On Feb. 22, 1960, Rice and her fellow protesters were arrested and charged with trespassing, taken to jail and then released on bail. In March 1960, they were all convicted of trespassing and fined $20 each, but the students all appealed the decision to the Virginia Supreme Court, which ruled in favor of the store owners’ right to forgo service. Ultimately, in 1963, the U.S. Supreme Court ordered a repeal of the 34 students’ convictions in a victory for the civil rights movement.

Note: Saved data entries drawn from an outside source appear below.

//! Error types for docwire
//!
//! Provides a unified error type for all driver operations.

use thiserror::Error;

/// Result type alias using DriverError
pub type Result<T> = std::result::Result<T, DriverError>;

/// Unified error type for docwire operations
#[derive(Debug, Error)]
pub enum DriverError {
    // -------------------------------------------------------------------------
    // Codec Errors
    // -------------------------------------------------------------------------
    /// A byte buffer could not be parsed as a document
    #[error("Malformed document: {0}")]
    MalformedDocument(String),

    /// A document that cannot be put on the wire
    #[error("Invalid document: {0}")]
    InvalidDocument(String),

    // -------------------------------------------------------------------------
    // Protocol Errors
    // -------------------------------------------------------------------------
    /// Reply framing or header inconsistent with the outstanding request
    #[error("Protocol error: {0}")]
    Protocol(String),

    // -------------------------------------------------------------------------
    // Network Errors
    // -------------------------------------------------------------------------
    /// Any transport-level failure, carrying the original cause
    #[error("Connection failure: {context}: {source}")]
    ConnectionFailure {
        context: String,
        #[source]
        source: std::io::Error,
    },

    // -------------------------------------------------------------------------
    // Server Errors
    // -------------------------------------------------------------------------
    /// The server no longer knows the cursor we asked more results for
    #[error("Cursor {cursor_id} is no longer valid on the server")]
    CursorInvalidated { cursor_id: i64 },

    /// The server reported a query or command failure
    #[error("Command failed: {0}")]
    CommandFailure(String),

    // -------------------------------------------------------------------------
    // Value Access Errors
    // -------------------------------------------------------------------------
    #[error("Key not found: {0}")]
    KeyNotFound(String),

    #[error("Type mismatch for '{key}': expected {expected}, found {found}")]
    TypeMismatch {
        key: String,
        expected: &'static str,
        found: &'static str,
    },

    // -------------------------------------------------------------------------
    // Configuration Errors
    // -------------------------------------------------------------------------
    #[error("Configuration error: {0}")]
    Config(String),
}

impl DriverError {
    /// Wrap a transport error with a description of what was being attempted
    pub fn connection(context: impl Into<String>, source: std::io::Error) -> Self {
        DriverError::ConnectionFailure {
            context: context.into(),
            source,
        }
    }

    /// True for failures that should trigger failover
    pub fn is_connection_failure(&self) -> bool {
        matches!(self, DriverError::ConnectionFailure { .. })
    }
}

impl From<std::io::Error> for DriverError {
    fn from(source: std::io::Error) -> Self {
        DriverError::connection("I/O error", source)
    }
}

“We were going for equal justice for all,” Rice said Friday. “We were trespassing because we didn’t get service. [As Black people], if we wanted to eat anything [from Thalhimers’ lunch counter], we had to go into the alley and knock on the little door. That was really Jim Crow.”

Rice said that she still believes in equal rights for everyone today, including the right to marry someone of the same sex, but at the same time, she feels the Family Foundation party was “not being treated fairly” by Metzger Bar and Butchery. “Their reservation should be honored in 2022.”

In Charlottesville in the wake of the “Unite the Right” alt-right Citronella Nazi parade of 2017, many businesses advertised rather freely that conservatives — not just alt-right sympathizers — would not be welcome in many of the businesses along the downtown mall.

In 2018, Lexington based Red Hen Restaurant refused service to then-Trump press secretary and now Governor-elect Sarah Huckabee-Sanders.  More recently, this November 2022 the outspoken and conservative small business Gourmeltz was raided by the Virginia ABC in a tit-for-tat for selling alcohol without a license during the COVID-19 pandemic.

While the current controversy over forcing a business to “bake a cake” or serve a meal continues, the most recent flare up in Richmond doesn’t point towards a more kind or less coarse culture.